Abstract
Purpose :
Nicotine can affect cellular metabolic states and is considered as a high-risk factor for various retinal diseases. The aim of this study is to determine, whether nicotine causes a change in the fluorescence lifetime (FLT) of the healthy ocular fundus using fluorescence lifetime imaging ophthalmoscopy (FLIO).
Methods :
Twenty eight smokers (≥5 cigarettes/day, >2 years) aged between 20 and 37 years and 26 age-matched nonsmokers without systemic or retinal diseases were investigated. All participants were examined with routine ocular examinations including optical coherence tomography and FLIO (473 nm excitation, detection with the short spectral channel (SSC, 498-560 nm) and the long spectral channel (LSC, 560-720 nm)). FLT was analyzed for the macular areas using the Early Treatment Diabetic Retinopathy Study (ETDRS) grid.
Results :
Compared to the non-smoking group, the smoking group showed significantly longer FLT (mean FLT: τm) in the SSC's inner ring of the ETDRS grid (Median: 211 ps non-smokers vs. 221 ps smokers), and a shorter τm in the LSC's outer nasal (244 ps non-smokers vs. 232 ps smokers) and outer superior (238 ps non-smokers vs. 227 ps smokers) (p<0.05). Variance analysis indicated a significant dose-dependent correlation between τm in the LSC and the cumulative nicotine dose, while an increased nicotine dose correlates with a shorter τm in the outer ring.

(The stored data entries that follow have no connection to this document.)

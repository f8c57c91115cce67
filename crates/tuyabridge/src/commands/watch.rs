//! `watch`: connect and stream registry events until Ctrl-C.

use std::time::Duration;

use tokio::sync::broadcast::error::RecvError;
use tracing::{info, warn};
use tuyabridge_core::{Bridge, ChannelState, CoreError, RegistryEvent};

use crate::error::CliError;
use crate::output;

const LIVENESS_CHECK: Duration = Duration::from_secs(5);

/// One compact JSON object per line, whatever the output format.
fn render_event(event: &RegistryEvent) -> String {
    output::render_json(event, true)
}

pub async fn handle(bridge: &Bridge) -> Result<(), CliError> {
    // Subscribe first: connect() emits discovery events for the directory.
    let mut events = bridge.events();
    let mut state = bridge.channel_state();

    bridge.connect().await?;
    eprintln!("watching {} devices, Ctrl-C to stop", bridge.registry().len());

    let ctrl_c = tokio::signal::ctrl_c();
    tokio::pin!(ctrl_c);
    let mut liveness = tokio::time::interval(LIVENESS_CHECK);

    let result = loop {
        tokio::select! {
            _ = &mut ctrl_c => {
                info!("interrupted");
                break Ok(());
            }
            recv = events.recv() => match recv {
                Ok(event) => output::print_output(&render_event(&event)),
                Err(RecvError::Lagged(skipped)) => {
                    warn!(skipped, "event consumer lagged; some events were dropped");
                }
                Err(RecvError::Closed) => break Err(CoreError::Disconnected.into()),
            },
            changed = state.changed() => {
                if changed.is_err() {
                    break Err(CoreError::Disconnected.into());
                }
                let current = *state.borrow_and_update();
                match current {
                    ChannelState::Errored => warn!("event channel errored, reconnecting"),
                    other => info!(state = ?other, "event channel state changed"),
                }
            }
            _ = liveness.tick() => {
                // A fatal channel error leaves the state at Errored with no
                // further change notifications.
                if !bridge.channel_running().await {
                    break Err(CoreError::Disconnected.into());
                }
            }
        }
    };

    bridge.disconnect().await;
    result
}

#[cfg(test)]
mod tests {
    use super::*;
    use tuyabridge_core::{StatusChange, StatusValue};

    #[test]
    fn events_are_json_lines() {
        let event = RegistryEvent::StatusChanged(StatusChange {
            device_id: "d1".into(),
            code: "switch_1".into(),
            value: StatusValue::Bool(true),
        });
        assert_eq!(
            render_event(&event),
            r#"{"event":"status_changed","device_id":"d1","code":"switch_1","value":true}"#
        );
    }
}
// ── Realtime event routing ──
//
// Applies decoded channel events to the registry. Runs as a single task
// draining a bounded queue so the broker's dispatch path never waits on
// the cloud API.

use std::sync::Arc;

use tokio::sync::mpsc;
use tokio_util::sync::CancellationToken;
use tracing::{debug, warn};

use tuyabridge_api::{ChannelEvent, CloudClient};

use crate::convert::with_functions;
use crate::error::CoreError;
use crate::store::DeviceRegistry;

pub struct EventRouter {
    client: Arc<CloudClient>,
    registry: Arc<DeviceRegistry>,
}

impl EventRouter {
    pub fn new(client: Arc<CloudClient>, registry: Arc<DeviceRegistry>) -> Self {
        Self { client, registry }
    }

    /// Apply one event.
    ///
    /// `Delete` removes the device, `Bind` fetches its details and
    /// functions and adds it, `Status` merges codes. Anything else is
    /// ignored.
    pub async fn route(&self, event: ChannelEvent) -> Result<(), CoreError> {
        match event {
            ChannelEvent::Delete { dev_id } => {
                self.registry.remove(&dev_id);
            }
            ChannelEvent::Bind { dev_id } => {
                let info = self.client.get_device_info(&dev_id).await?;
                let functions = self.client.get_device_functions(&dev_id).await?;
                self.registry.add_or_update(with_functions(info, functions));
            }
            ChannelEvent::Status { dev_id, status } => {
                self.registry.apply_status(&dev_id, status);
            }
            ChannelEvent::Other { biz_code, .. } => {
                debug!(?biz_code, "ignoring channel event");
            }
        }
        Ok(())
    }

    /// Drain `events` until the queue closes or `cancel` fires.
    pub async fn run(self, mut events: mpsc::Receiver<ChannelEvent>, cancel: CancellationToken) {
        loop {
            tokio::select! {
                biased;
                () = cancel.cancelled() => break,
                next = events.recv() => {
                    let Some(event) = next else { break };
                    let device_id = event.device_id().map(str::to_owned);
                    if let Err(e) = self.route(event).await {
                        warn!(?device_id, error = %e, "failed to apply channel event");
                    }
                }
            }
        }
        debug!("event router stopped");
    }
}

There was no difference in retinal thickness between both groups and no correlation was found between retinal thickness and τm.
Conclusions :
The results suggest a significant influence of smoking on the FLT of the ocular fundus, which might indicate metabolic or hemodynamic changes of retinal tissues by nicotine consumption.
This abstract was presented at the 2022 ARVO Annual Meeting, held in Denver, CO, May 1-4, 2022, and virtually.